This research paper investigates the validity of the Roos axiom (AB4*-n) within the context of quasi-coherent sheaves on specific types of schemes. The Roos axiom, a weaker form of Grothendieck's axiom AB4*, posits the finite homological dimension of derived functors of infinite products in specific abelian categories.
The paper focuses on two types of schemes: quasi-compact semi-separated schemes and Noetherian schemes of finite Krull dimension. The authors employ two distinct approaches to demonstrate the validity of the Roos axiom in these scenarios.
The first approach utilizes the Čech coresolution technique. This method involves constructing a specific resolution of a quasi-coherent sheaf and analyzing the derived functors of the direct image functor applied to this resolution. By leveraging the properties of the Čech coresolution and the direct image functor, the authors establish the vanishing of higher derived functors of infinite products, thereby proving the Roos axiom.

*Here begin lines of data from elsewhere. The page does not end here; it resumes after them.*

#[derive(Debug, Clone, Default, PartialEq, Serialize, Deserialize)]
#[serde(rename_all = "camelCase")]
pub struct SeekPayload {
    #[serde(default, skip_serializing_if = "Option::is_none")]
    pub room_id: Option<String>,
    pub position: f64,
}

#[derive(Debug, Clone, Default, PartialEq, Serialize, Deserialize)]
#[serde(rename_all = "camelCase")]
pub struct SetRatePayload {
    #[serde(default, skip_serializing_if = "Option::is_none")]
    pub room_id: Option<String>,
    pub rate: f64,
}

#[derive(Debug, Clone, Default, PartialEq, Serialize, Deserialize)]
#[serde(rename_all = "camelCase")]
pub struct MediaDurationPayload {
    #[serde(default, skip_serializing_if = "Option::is_none")]
    pub room_id: Option<String>,
    pub duration: f64,
}

#[derive(Debug, Clone, Default, PartialEq, Serialize, Deserialize)]
#[serde(rename_all = "camelCase")]
pub struct TransferHostPayload {
    pub target_id: String,
}

#[derive(Debug, Clone, Default, PartialEq, Serialize, Deserialize)]
#[serde(rename_all = "camelCase")]
pub struct ChatMessagePayload {
    #[serde(default, skip_serializing_if = "Option::is_none")]
    pub room_id: Option<String>,
    pub text: String,
}

#[derive(Debug, Clone, Default, PartialEq, Serialize, Deserialize)]
#[serde(rename_all = "camelCase")]
pub struct UpdateNicknamePayload {
    pub nickname: String,
}

#[derive(Debug, Clone, Default, PartialEq, Serialize, Deserialize)]
#[serde(rename_all = "camelCase")]
pub struct VoiceStatePayload {
    pub enabled: bool,
    pub muted: bool,
}

#[derive(Debug, Clone, Default, PartialEq, Serialize, Deserialize)]
#[serde(rename_all = "camelCase")]
pub struct WebRtcSignalPayload {
    pub target_id: String,
    /// Opaque negotiation payload, relayed verbatim
    #[serde(default)]
    pub signal: Value,
}

#[derive(Debug, Clone, Default, PartialEq, Serialize, Deserialize)]
#[serde(rename_all = "camelCase")]
pub struct PingPayload {
    pub client_time: f64,
}

/// Server-to-Client messages
#[derive(Debug, Clone, PartialEq, Serialize, Deserialize)]
#[serde(tag = "type", content = "payload", rename_all = "snake_case")]
pub enum ServerMessage {
    RoomCreated(RoomCreatedPayload),
    RoomJoined(RoomJoinedPayload),
    RoomState(RoomStatePayload),
    MediaSet(MediaSetPayload),
    PlaybackState(PlaybackStatePayload),
    ChatMessage(ChatBroadcast),
    HostChanged(HostChangedPayload),
    ParticipantJoined(ParticipantPayload),
    ParticipantUpdated(ParticipantPayload),
    ParticipantLeft(ParticipantLeftPayload),
    WebrtcSignal(RelayedSignal),
    Pong(PongPayload),
    Error(ErrorPayload),
}

impl ServerMessage {
    /// Serializes with the server send time attached to the envelope.
    pub fn encode(&self, timestamp: i64) -> serde_json::Result<String> {
        let mut value = serde_json::to_value(self)?;
        if let Value::Object(map) = &mut value {
            map.insert("timestamp".to_string(), Value::from(timestamp));
        }
        serde_json::to_string(&value)
    }

    /// Inverse of [`ServerMessage::encode`]: the message and its envelope timestamp.
    pub fn decode(text: &str) -> serde_json::Result<(Self, Option<i64>)> {
        let mut value: Value = serde_json::from_str(text)?;
        let timestamp = match &mut value {
            Value::Object(map) => map.remove("timestamp").and_then(|t| t.as_i64()),
            _ => None,
        };
        Ok((serde_json::from_value(value)?, timestamp))
    }

    pub fn type_name(&self) -> &'static str {
        match self {
            ServerMessage::RoomCreated(_) => "room_created",
            ServerMessage::RoomJoined(_) => "room_joined",
            ServerMessage::RoomState(_) => "room_state",
            ServerMessage::MediaSet(_) => "media_set",
            ServerMessage::PlaybackState(_) => "playback_state",
            ServerMessage::ChatMessage(_) => "chat_message",
            ServerMessage::HostChanged(_) => "host_changed",
            ServerMessage::ParticipantJoined(_) => "participant_joined",
            ServerMessage::ParticipantUpdated(_) => "participant_updated",
            ServerMessage::ParticipantLeft(_) => "participant_left",
            ServerMessage::WebrtcSignal(_) => "webrtc_signal",
            ServerMessage::Pong(_) => "pong",
            ServerMessage::Error(_) => "error",
        }
    }
}

#[derive(Debug, Clone, PartialEq, Serialize, Deserialize)]
#[serde(rename_all = "camelCase")]
pub struct RoomCreatedPayload {
    pub room_id: String,
    pub participant_id: String,
}

#[derive(Debug, Clone, PartialEq, Serialize, Deserialize)]
#[serde(rename_all = "camelCase")]
pub struct RoomJoinedPayload {
    pub room_id: String,
    pub participant_id: String,
}

#[derive(Debug, Clone, PartialEq, Serialize, Deserialize)]
#[serde(rename_all = "camelCase")]
pub struct RoomInfo {
    pub room_id: String,
    pub created_at: i64,
    pub host_id: String,
}

#[derive(Debug, Clone, PartialEq, Serialize, Deserialize)]
#[serde(rename_all = "camelCase")]
pub struct RoomStatePayload {
    pub room: RoomInfo,
    pub participants: Vec<ParticipantInfo>,
    pub playback_state: PlaybackStatePayload,
}

/// Participant information for room state
#[derive(Debug, Clone, PartialEq, Serialize, Deserialize)]
#[serde(rename_all = "camelCase")]
pub struct ParticipantInfo {
    pub id: String,
    pub nickname: String,
    pub is_host: bool,
    pub joined_at: i64,
    pub last_seen: i64,
    pub voice: VoiceState,
}

#[derive(Debug, Clone, PartialEq, Serialize, Deserialize)]
#[serde(rename_all = "camelCase")]
pub struct MediaSetPayload {
    pub media_url: String,
    pub media_type: MediaType,
}

/// Playback model plus the media it applies to.
#[derive(Debug, Clone, PartialEq, Serialize, Deserialize)]
#[serde(rename_all = "camelCase")]
pub struct PlaybackStatePayload {
    #[serde(flatten)]
    pub state: PlaybackState,
    #[serde(default, skip_serializing_if = "Option::is_none")]
    pub media_url: Option<String>,
    #[serde(default, skip_serializing_if = "Option::is_none")]
    pub media_type: Option<MediaType>,
    #[serde(default, skip_serializing_if = "Option::is_none")]
    pub duration: Option<f64>,
}

#[derive(Debug, Clone, Copy, PartialEq, Eq, Serialize, Deserialize)]
#[serde(rename_all = "lowercase")]
pub enum ChatKind {
    User,
    System,
}

#[derive(Debug, Clone, PartialEq, Serialize, Deserialize)]
#[serde(rename_all = "camelCase")]
pub struct ChatBroadcast {
    pub id: String,
    pub sender_id: String,
    pub nickname: String,
    pub text: String,
    #[serde(rename = "type")]
    pub kind: ChatKind,
    pub timestamp: i64,
}

#[derive(Debug, Clone, PartialEq, Serialize, Deserialize)]
#[serde(rename_all = "camelCase")]
pub struct HostChangedPayload {
    pub new_host_id: String,
}

#[derive(Debug, Clone, PartialEq, Serialize, Deserialize)]
#[serde(rename_all = "camelCase")]
pub struct ParticipantPayload {
    pub participant: ParticipantInfo,
}

#[derive(Debug, Clone, PartialEq, Serialize, Deserialize)]
#[serde(rename_all = "camelCase")]
pub struct ParticipantLeftPayload {
    pub od_id: String,
}

#[derive(Debug, Clone, PartialEq, Serialize, Deserialize)]
#[serde(rename_all = "camelCase")]
pub struct RelayedSignal {
    pub sender_id: String,
    pub signal: Value,
}

#[derive(Debug, Clone, PartialEq, Serialize, Deserialize)]
#[serde(rename_all = "camelCase")]
pub struct PongPayload {
    pub client_time: f64,
    pub server_time: i64,
}

#[derive(Debug, Clone, PartialEq, Serialize, Deserialize)]
pub struct ErrorPayload {
    pub code: String,
    pub message: String,
}

#[cfg(test)]
mod tests {
    use super::*;

    fn command(text: &str) -> ClientMessage {
        match ClientMessage::parse(text).unwrap() {
            Inbound::Command(cmd) => cmd,
            Inbound::Unknown(kind) => panic!("unexpected unknown type {kind}"),
        }
    }

    #[test]
    fn test_parse_join_room() {
        let cmd = command(r#"{"type":"join_room","payload":{"roomId":"abc123xy","nickname":"Ann","password":"pw"}}"#);
        assert_eq!(
            cmd,
            ClientMessage::JoinRoom(JoinRoomPayload {
                room_id: "abc123xy".into(),
                nickname: "Ann".into(),
                password: Some("pw".into()),
            })
        );
    }

    #[test]
    fn test_parse_payloadless_commands() {
        assert_eq!(command(r#"{"type":"play"}"#), ClientMessage::Play(RoomRef::default()));
        assert_eq!(
            command(r#"{"type":"pause","payload":{"roomId":"r1"},"timestamp":5}"#),
            ClientMessage::Pause(RoomRef { room_id: Some("r1".into()) })
        );
    }

    #[test]
    fn test_unknown_type_is_not_an_error() {
        match ClientMessage::parse(r#"{"type":"summon_dragon","payload":{}}"#).unwrap() {
            Inbound::Unknown(kind) => assert_eq!(kind, "summon_dragon"),
            other => panic!("expected unknown, got {other:?}"),
        }
    }

    #[test]
    fn test_garbage_is_invalid_message() {
        let err = ClientMessage::parse("not json").unwrap_err();
        assert_eq!(err.code(), "INVALID_MESSAGE");
        let err = ClientMessage::parse(r#"{"payload":{}}"#).unwrap_err();
        assert_eq!(err.code(), "INVALID_MESSAGE");
    }

    #[test]
    fn test_bad_payload_is_validation_error() {
        let err = ClientMessage::parse(r#"{"type":"seek","payload":{"position":"soon"}}"#).unwrap_err();
        assert_eq!(err.code(), "VALIDATION_ERROR");
    }

    #[test]
    fn test_signal_payload_is_opaque() {
        let cmd = command(r#"{"type":"webrtc_signal","payload":{"targetId":"p2","signal":{"sdp":"v=0","nested":[1,2]}}}"#);
        let ClientMessage::WebrtcSignal(payload) = cmd else { panic!("wrong variant") };
        assert_eq!(payload.signal["nested"][1], 2);
    }

    #[test]
    fn test_client_message_round_trips_through_parse() {
        let original = ClientMessage::Seek(SeekPayload { room_id: None, position: 12.5 });
        let text = serde_json::to_string(&original).unwrap();
        assert_eq!(command(&text), original);
    }

    #[test]
    fn test_type_names_cover_all_types() {
        for kind in ClientMessage::TYPES {
            assert!(!kind.is_empty());
        }
        assert_eq!(ClientMessage::TYPES.len(), 14);
        assert_eq!(ClientMessage::Ping(PingPayload { client_time: 1.0 }).type_name(), "ping");
    }

    #[test]
    fn test_encode_playback_state() {
        let msg = ServerMessage::PlaybackState(PlaybackStatePayload {
            state: PlaybackState { is_playing: true, offset: 3.0, server_timestamp: 1_000, rate: 1.0 },
            media_url: Some("https://youtube.com/watch?v=X".into()),
            media_type: Some(MediaType::Youtube),
            duration: None,
        });
        let text = msg.encode(1_234).unwrap();
        let json: Value = serde_json::from_str(&text).unwrap();
        assert_eq!(json["type"], "playback_state");
        assert_eq!(json["timestamp"], 1_234);
        assert_eq!(json["payload"]["isPlaying"], true);
        assert_eq!(json["payload"]["mediaType"], "youtube");
        assert!(json["payload"].get("duration").is_none());

        let (back, timestamp) = ServerMessage::decode(&text).unwrap();
        assert_eq!(back, msg);
        assert_eq!(timestamp, Some(1_234));
    }

    #[test]
    fn test_participant_left_wire_name() {
        let msg = ServerMessage::ParticipantLeft(ParticipantLeftPayload { od_id: "p1".into() });
        let json = serde_json::to_value(&msg).unwrap();
        assert_eq!(json["payload"]["odId"], "p1");
    }
}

The second approach revolves around the concept of very flat quasi-coherent sheaves. The authors demonstrate the existence of a generator of finite projective dimension within the category of quasi-coherent sheaves on a quasi-compact semi-separated scheme. This finding, coupled with the properties of very flat sheaves, provides an alternative proof of the Roos axiom.
The paper highlights the significance of the Roos axiom in understanding the homological properties of categories of quasi-coherent sheaves. The results presented contribute to the broader study of sheaf theory and its applications within algebraic geometry.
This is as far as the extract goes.